Amelia, that was her name. Amelia Jones. Tall, broad-shouldered, messy bobbed hair held back only with a couple of flimsy glittery star-studded clips. She was an Agent, no doubt, but the way she wears the uniform made it look like she'd thrown it on without the crisp consideration of the others.

Rogue. The slightly antiquated word rises in the back of her mind. Chun-Yan has never feared an Agent before; she knows their rules and their protocols better than themselves. But this girl is different. She doesn't seem like the type to follow the rules, at least not to the letter, and that makes her something else. Chun summons a list of other relevant words to come to her aid. Potential. sparkler. Haywire. This is not a girl who will let herself be crossed.

"Hey!" was all she'd said, as if she were greeting an old friend instead of yet another conquered enemy to put to her name.

"You stay out of this," says Chun. "I have enough trouble with you and your friends as it is."

"They're not really my friends," says Amelia. "At least–not yet. I'm still waiting on them."

Ah. So she's come here to prove herself. Everything makes sense now.

"So why are you even here?
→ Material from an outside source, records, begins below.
impl OpenAIAdapter {
    pub fn new(name: String, endpoint: String, api_key: String, model: String) -> Self {
        Self {
            name,
            client: reqwest::Client::new(),
            endpoint,
            api_key,
            model,
            tools_enabled: true,
        }
    }

    /// Disable tool calling, e.g. for compatible servers that reject `tools`
    pub fn with_tools(mut self, enabled: bool) -> Self {
        self.tools_enabled = enabled;
        self
    }

    fn url(&self, path: &str) -> String {
        format!("{}/{}", self.endpoint.trim_end_matches('/'), path)
    }

    async fn post<T: Serialize + ?Sized>(
        &self,
        path: &str,
        body: &T,
    ) -> Result<reqwest::Response, GatewayError> {
        let mut request = self.client.post(self.url(path)).json(body);
        if !self.api_key.is_empty() {
            request = request.bearer_auth(&self.api_key);
        }
        let response = request
            .send()
            .await
            .map_err(|e| GatewayError::Network(e.to_string()))?;
        check_status(response, &self.model).await
    }

    fn unsupported(&self, role: Role, part: &MessagePart) -> UnsupportedPartError {
        UnsupportedPartError {
            adapter: self.name.clone(),
            role,
            part: part.kind().to_string(),
        }
    }

    /// Translate one neutral message. Tool messages expand to one provider
    /// message per result.
    fn translate_message(&self, message: &ChatMessage) -> Result<Vec<OpenAIMessage>, UnsupportedPartError> {
        match message.role {
            Role::Tool => message
                .parts
                .iter()
                .map(|part| match part {
                    MessagePart::ToolResult { call_id, content } => Ok(OpenAIMessage {
                        role: "tool",
                        content: Some(OpenAIContent::Text(content.clone())),
                        tool_calls: Vec::new(),
                        tool_call_id: Some(call_id.clone()),
                    }),
                    other => Err(self.unsupported(Role::Tool, other)),
                })
                .collect(),
            Role::System => {
                let mut text = String::new();
                for part in &message.parts {
                    match part {
                        MessagePart::Text { text: t } => text.push_str(t),
                        other => return Err(self.unsupported(Role::System, other)),
                    }
                }
                Ok(vec![OpenAIMessage {
                    role: "system",
                    content: Some(OpenAIContent::Text(text)),
                    tool_calls: Vec::new(),
                    tool_call_id: None,
                }])
            }
            Role::Assistant => {
                let mut text = String::new();
                let mut tool_calls = Vec::new();
                for part in &message.parts {
                    match part {
                        MessagePart::Text { text: t } => text.push_str(t),
                        MessagePart::ToolCall { call } => tool_calls.push(OpenAIToolCall {
                            id: call.id.clone(),
                            kind: function_type(),
                            function: OpenAIFunctionCall {
                                name: call.name.clone(),
                                arguments: serde_json::Value::Object(call.arguments.clone())
                                    .to_string(),
                            },
                        }),
                        other => return Err(self.unsupported(Role::Assistant, other)),
                    }
                }
                Ok(vec![OpenAIMessage {
                    role: "assistant",
                    content: (!text.is_empty() || tool_calls.is_empty())
                        .then_some(OpenAIContent::Text(text)),
                    tool_calls,
                    tool_call_id: None,
                }])
            }
            Role::User => {
                let mut parts = Vec::with_capacity(message.parts.len());
                for part in &message.parts {
                    parts.push(match part {
                        MessagePart::Text { text } => OpenAIContentPart::Text { text: text.clone() },
                        MessagePart::Image { mime_type, data } => OpenAIContentPart::ImageUrl {
                            image_url: OpenAIImageUrl {
                                url: format!("data:{};base64,{}", mime_type, data),
                            },
                        },
                        MessagePart::ImageUrl { url } => OpenAIContentPart::ImageUrl {
                            image_url: OpenAIImageUrl { url: url.clone() },
                        },
                        other => return Err(self.unsupported(Role::User, other)),
                    });
                }
                // Plain text keeps the request readable by older compatible servers
                let content = if parts.iter().all(|p| matches!(p, OpenAIContentPart::Text { .. })) {
                    OpenAIContent::Text(message.text_content())
                } else {
                    OpenAIContent::Parts(parts)
                };
                Ok(vec![OpenAIMessage {
                    role: "user",
                    content: Some(content),
                    tool_calls: Vec::new(),
                    tool_call_id: None,
                }])
            }
        }
    }

    fn chat_request<'a>(
        &'a self,
        messages: &[ChatMessage],
        tools: &[ToolDefinition],
        options: &RequestOptions,
        stream: bool,
    ) -> Result<OpenAIRequest<'a>, GatewayError> {
        let mut translated = Vec::with_capacity(messages.len());
        for message in messages {
            translated.extend(self.translate_message(message)?);
        }

        Ok(OpenAIRequest {
            model: &self.model,
            messages: translated,
            max_tokens: options.max_tokens,
            temperature: options.temperature,
            stop: options.stop_sequences.clone(),
            tools: tools
                .iter()
                .map(|tool| OpenAITool {
                    kind: "function",
                    function: OpenAIFunction {
                        name: tool.name.clone(),
                        description: tool.description.clone(),
                        parameters: tool.parameters.clone(),
                    },
                })
                .collect(),
            stream,
        })
    }

    async fn complete_chat(
        &self,
        body: &OpenAIRequest<'_>,
    ) -> Result<(Message, FinishReason, Option<TokenUsage>), GatewayError> {
        let response = self.post("chat/completions", body).await?;
        let openai_response: OpenAIResponse = response
            .json()
            .await
            .map_err(|e| GatewayError::Provider(format!("Failed to parse response: {}", e)))?;

        let usage = openai_response.usage.map(|u| TokenUsage {
            prompt_tokens: u.prompt_tokens,
            completion_tokens: u.completion_tokens,
            total_tokens: u.total_tokens,
        });
        let choice = openai_response
            .choices
            .into_iter()
            .next()
            .ok_or_else(|| GatewayError::Provider("No response from model".into()))?;

        let finish_reason = choice
            .finish_reason
            .as_deref()
            .map(FinishReason::from_provider)
            .unwrap_or(FinishReason::Stop);

        let role = choice.message.role.as_deref().map(parse_role).unwrap_or(Role::Assistant);
        let mut events = vec![StreamEvent::RoleMarker(role)];
        if let Some(content) = choice.message.content {
            events.push(StreamEvent::TextDelta(content));
        }
        for call in choice.message.tool_calls {
            events.push(StreamEvent::ToolCallStart {
                id: call.id,
                name: call.function.name,
            });
            events.push(StreamEvent::ArgumentFragment(call.function.arguments));
        }

        Ok((Message::from_events(events)?, finish_reason, usage))
    }

    fn response(&self, body: ResponseBody, usage: Option<TokenUsage>) -> AiResponse {
        let response = AiResponse::new(self.name.clone(), self.model.clone(), body);
        match usage {
            Some(usage) => response.with_usage(usage),
            None => response,
        }
    }
}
You know who I am, or else you wouldn't be."

"You've made it past the traps. That's admirable, I guess."

"They were impressive, but rather outdated, in my opinion."

Amelia tilts her head like a cockatiel and gives Chun a funny look. Trying to discern her from ninety degrees to the left. "I've heard lots of interesting things about you," she says.

"Lots of people say lots of things."

"I'm sure they do."

Chun doesn't even keep track of what they say anymore, the statements are too numerous and too ridiculous to pay attention to. Whatever has filed this young heroine's head is doubtless all the lovely rumors written down on lace stationery and passed around the tables, embellished and annotated on by the next gel-pen wielder. Whispers of her doings, her goings, under a billion nicknames formed half out of jest and half out of fear.

The very thought of it wearies her.

"You don't even know me." says Chun to the sparkling girl, who untilts her head suddenly and looks at her straight-on with a face of one about to suggest a truce, a parley, anything but an encounter. Amelia looks away, and the expression is obscured by her bangs.

"No, I don't," she says, shrugging, and waving her hands in a gesture that's not exactly surrendering but not exactly threatening either. "But I think I'd like to. If you'd let me, I mean."

Is this some kind of trick? She's too confident to be real, that's where the crack in the believability goes, but despite herself, Chun wants to believe her, to sit her down and talk and have her say what exactly about the traps that made her think they were outdated when everyone else seemed to be properly intimidated. Amelia wasn't afraid, that was something new for once at least, and maybe that might even rub off on her like the glitter in her hair clips and pins, that fearlessness bordering on brilliance and stupidity.

Chun could use some of that. After all, she makes her living off cultivating fear in others, but never learned to completely extract it from herself.